▶ _EXERCISE BRIEF_: Every line from the one with "let frame = self.read_frame().await?;" to the one with "HeaderState::Accepted(h) | HeaderState::Rejected(h)", including those two, is to be copied exactly; all other lines of the entries below are left out.

▶ _RECORDS FOR THE TASK_:

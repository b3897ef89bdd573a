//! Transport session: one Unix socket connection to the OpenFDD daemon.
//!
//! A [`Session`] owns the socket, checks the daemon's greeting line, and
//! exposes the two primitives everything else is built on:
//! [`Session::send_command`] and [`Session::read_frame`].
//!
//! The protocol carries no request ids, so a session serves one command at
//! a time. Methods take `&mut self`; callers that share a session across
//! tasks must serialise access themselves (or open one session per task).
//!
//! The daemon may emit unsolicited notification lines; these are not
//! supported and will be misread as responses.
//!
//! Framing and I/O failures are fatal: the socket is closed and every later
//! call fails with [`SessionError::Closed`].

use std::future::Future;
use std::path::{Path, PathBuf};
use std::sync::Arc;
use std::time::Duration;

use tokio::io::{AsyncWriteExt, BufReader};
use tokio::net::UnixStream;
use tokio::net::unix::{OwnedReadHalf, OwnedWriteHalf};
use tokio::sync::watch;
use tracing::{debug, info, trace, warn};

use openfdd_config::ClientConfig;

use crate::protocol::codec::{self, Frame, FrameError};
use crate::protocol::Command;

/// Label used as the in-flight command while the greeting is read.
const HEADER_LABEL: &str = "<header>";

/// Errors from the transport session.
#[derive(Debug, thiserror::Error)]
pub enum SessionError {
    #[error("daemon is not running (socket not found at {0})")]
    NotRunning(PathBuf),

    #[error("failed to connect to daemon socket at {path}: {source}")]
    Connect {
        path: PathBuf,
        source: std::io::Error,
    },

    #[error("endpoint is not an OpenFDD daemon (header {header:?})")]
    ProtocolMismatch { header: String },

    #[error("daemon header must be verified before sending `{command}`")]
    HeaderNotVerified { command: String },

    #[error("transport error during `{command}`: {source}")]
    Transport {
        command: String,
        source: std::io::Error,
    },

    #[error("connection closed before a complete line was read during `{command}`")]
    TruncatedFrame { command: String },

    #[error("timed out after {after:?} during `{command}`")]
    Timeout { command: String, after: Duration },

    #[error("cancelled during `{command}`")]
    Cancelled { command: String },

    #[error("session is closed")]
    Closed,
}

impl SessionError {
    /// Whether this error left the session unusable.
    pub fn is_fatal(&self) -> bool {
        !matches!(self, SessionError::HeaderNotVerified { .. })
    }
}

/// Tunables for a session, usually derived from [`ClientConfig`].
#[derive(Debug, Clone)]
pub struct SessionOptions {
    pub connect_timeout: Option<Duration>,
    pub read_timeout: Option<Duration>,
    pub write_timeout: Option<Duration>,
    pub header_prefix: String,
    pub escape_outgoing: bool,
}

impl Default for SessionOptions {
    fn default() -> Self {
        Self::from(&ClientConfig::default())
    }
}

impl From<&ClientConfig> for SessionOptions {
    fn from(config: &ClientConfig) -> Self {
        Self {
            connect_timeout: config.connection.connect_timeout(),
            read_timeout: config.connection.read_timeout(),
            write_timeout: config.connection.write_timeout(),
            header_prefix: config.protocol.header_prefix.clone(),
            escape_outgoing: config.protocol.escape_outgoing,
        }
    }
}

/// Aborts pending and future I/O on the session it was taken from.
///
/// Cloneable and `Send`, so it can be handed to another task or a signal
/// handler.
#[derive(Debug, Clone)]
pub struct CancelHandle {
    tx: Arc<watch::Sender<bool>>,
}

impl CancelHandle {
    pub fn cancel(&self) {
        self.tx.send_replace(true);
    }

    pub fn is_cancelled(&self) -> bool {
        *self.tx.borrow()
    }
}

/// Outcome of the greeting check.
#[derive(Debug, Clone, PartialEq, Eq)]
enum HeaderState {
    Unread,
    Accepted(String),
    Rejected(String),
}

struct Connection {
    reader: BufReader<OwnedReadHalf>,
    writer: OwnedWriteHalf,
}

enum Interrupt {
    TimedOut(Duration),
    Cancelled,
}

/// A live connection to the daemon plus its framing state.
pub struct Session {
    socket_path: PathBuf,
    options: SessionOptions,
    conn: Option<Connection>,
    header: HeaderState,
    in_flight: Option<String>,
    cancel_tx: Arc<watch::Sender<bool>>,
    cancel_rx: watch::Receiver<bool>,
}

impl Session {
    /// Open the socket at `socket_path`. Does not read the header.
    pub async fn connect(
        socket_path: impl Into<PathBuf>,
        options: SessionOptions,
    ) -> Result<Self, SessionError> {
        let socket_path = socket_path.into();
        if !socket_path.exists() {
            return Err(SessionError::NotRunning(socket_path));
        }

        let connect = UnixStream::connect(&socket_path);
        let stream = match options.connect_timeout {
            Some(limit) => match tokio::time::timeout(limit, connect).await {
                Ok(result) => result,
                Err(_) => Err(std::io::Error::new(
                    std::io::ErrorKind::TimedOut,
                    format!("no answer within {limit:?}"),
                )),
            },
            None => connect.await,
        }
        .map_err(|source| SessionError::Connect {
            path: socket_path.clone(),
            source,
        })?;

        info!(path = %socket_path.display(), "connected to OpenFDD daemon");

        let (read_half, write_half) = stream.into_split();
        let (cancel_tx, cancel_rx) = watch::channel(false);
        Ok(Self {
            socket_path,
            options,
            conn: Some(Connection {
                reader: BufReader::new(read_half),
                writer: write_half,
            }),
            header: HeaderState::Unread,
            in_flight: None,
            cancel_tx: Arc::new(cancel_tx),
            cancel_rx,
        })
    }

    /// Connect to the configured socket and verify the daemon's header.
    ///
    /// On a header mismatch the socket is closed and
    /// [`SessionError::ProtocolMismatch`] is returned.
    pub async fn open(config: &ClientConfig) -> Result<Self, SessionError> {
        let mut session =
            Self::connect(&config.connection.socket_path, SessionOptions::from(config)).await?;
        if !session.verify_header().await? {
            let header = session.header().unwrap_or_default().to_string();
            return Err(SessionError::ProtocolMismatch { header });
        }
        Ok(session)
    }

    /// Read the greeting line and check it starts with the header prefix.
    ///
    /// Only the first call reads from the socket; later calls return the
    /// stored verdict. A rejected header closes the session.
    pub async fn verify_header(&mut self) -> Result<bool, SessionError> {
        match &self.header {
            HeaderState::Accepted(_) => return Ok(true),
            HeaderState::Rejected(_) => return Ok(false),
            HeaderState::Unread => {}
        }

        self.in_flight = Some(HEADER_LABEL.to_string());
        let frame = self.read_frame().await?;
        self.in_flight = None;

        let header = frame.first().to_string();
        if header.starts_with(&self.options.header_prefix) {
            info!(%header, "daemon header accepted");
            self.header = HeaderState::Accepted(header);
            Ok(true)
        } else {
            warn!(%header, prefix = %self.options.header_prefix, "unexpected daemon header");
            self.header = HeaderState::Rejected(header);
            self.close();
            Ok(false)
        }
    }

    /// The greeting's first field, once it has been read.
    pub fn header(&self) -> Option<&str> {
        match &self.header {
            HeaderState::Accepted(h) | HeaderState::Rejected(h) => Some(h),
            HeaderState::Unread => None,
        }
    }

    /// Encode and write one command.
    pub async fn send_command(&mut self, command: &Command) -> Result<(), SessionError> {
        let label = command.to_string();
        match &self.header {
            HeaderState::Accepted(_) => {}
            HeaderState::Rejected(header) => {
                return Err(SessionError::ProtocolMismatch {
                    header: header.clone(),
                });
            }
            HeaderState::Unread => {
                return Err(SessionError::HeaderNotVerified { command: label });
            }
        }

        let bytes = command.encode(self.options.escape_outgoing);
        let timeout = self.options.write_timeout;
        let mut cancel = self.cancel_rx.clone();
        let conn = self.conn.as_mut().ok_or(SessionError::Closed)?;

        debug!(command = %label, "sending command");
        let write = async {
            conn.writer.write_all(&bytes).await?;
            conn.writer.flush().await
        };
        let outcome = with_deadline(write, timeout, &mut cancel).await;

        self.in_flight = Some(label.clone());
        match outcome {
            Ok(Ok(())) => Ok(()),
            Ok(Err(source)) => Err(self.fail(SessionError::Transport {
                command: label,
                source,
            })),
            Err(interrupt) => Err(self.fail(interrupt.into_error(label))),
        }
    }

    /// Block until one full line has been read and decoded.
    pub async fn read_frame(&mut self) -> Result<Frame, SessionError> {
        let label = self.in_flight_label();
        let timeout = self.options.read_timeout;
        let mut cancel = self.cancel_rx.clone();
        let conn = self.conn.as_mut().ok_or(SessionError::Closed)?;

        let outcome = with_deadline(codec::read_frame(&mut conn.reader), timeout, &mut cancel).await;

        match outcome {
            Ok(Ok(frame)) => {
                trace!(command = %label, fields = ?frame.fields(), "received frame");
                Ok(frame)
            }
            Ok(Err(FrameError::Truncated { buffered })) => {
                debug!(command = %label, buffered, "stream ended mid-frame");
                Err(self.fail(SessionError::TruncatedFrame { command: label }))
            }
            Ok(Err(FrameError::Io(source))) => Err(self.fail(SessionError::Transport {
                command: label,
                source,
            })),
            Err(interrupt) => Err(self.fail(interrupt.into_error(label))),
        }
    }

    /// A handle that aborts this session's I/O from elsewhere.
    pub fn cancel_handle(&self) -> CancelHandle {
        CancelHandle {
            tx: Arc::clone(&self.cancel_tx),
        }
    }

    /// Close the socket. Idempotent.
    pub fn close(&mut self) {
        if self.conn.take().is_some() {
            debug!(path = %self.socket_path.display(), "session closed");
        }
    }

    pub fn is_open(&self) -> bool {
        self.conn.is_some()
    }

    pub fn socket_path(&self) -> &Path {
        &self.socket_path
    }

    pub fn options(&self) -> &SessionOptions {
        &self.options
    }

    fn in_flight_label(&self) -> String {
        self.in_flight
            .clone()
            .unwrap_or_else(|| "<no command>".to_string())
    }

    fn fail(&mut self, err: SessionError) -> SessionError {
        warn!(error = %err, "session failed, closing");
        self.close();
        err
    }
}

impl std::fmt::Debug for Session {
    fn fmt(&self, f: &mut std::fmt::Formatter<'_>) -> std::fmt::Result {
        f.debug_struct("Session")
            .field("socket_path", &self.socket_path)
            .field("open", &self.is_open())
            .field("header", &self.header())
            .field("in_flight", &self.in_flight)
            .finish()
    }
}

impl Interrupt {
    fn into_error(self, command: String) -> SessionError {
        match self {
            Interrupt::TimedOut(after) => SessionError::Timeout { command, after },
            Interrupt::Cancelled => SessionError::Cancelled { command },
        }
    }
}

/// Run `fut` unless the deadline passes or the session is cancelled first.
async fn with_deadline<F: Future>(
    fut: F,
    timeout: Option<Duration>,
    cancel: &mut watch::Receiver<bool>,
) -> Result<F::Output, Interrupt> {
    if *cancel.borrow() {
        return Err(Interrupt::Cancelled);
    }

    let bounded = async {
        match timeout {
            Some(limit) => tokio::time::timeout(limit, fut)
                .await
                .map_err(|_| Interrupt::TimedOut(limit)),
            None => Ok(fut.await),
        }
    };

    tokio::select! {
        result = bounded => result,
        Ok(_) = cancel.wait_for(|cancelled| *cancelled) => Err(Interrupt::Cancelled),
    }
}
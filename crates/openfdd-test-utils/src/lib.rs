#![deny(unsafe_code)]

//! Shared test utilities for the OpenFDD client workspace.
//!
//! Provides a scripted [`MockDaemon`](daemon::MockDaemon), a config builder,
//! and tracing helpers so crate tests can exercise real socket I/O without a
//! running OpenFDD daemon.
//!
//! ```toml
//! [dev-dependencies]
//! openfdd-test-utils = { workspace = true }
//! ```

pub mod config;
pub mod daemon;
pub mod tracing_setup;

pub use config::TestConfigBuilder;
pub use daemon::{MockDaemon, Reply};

▶ _TASK RESPONSE_:
        let frame = self.read_frame().await?;
        self.in_flight = None;

        let header = frame.first().to_string();
        if header.starts_with(&self.options.header_prefix) {
            info!(%header, "daemon header accepted");
            self.header = HeaderState::Accepted(header);
            Ok(true)
        } else {
            warn!(%header, prefix = %self.options.header_prefix, "unexpected daemon header");
            self.header = HeaderState::Rejected(header);
            self.close();
            Ok(false)
        }
    }

    /// The greeting's first field, once it has been read.
    pub fn header(&self) -> Option<&str> {
        match &self.header {
            HeaderState::Accepted(h) | HeaderState::Rejected(h) => Some(h),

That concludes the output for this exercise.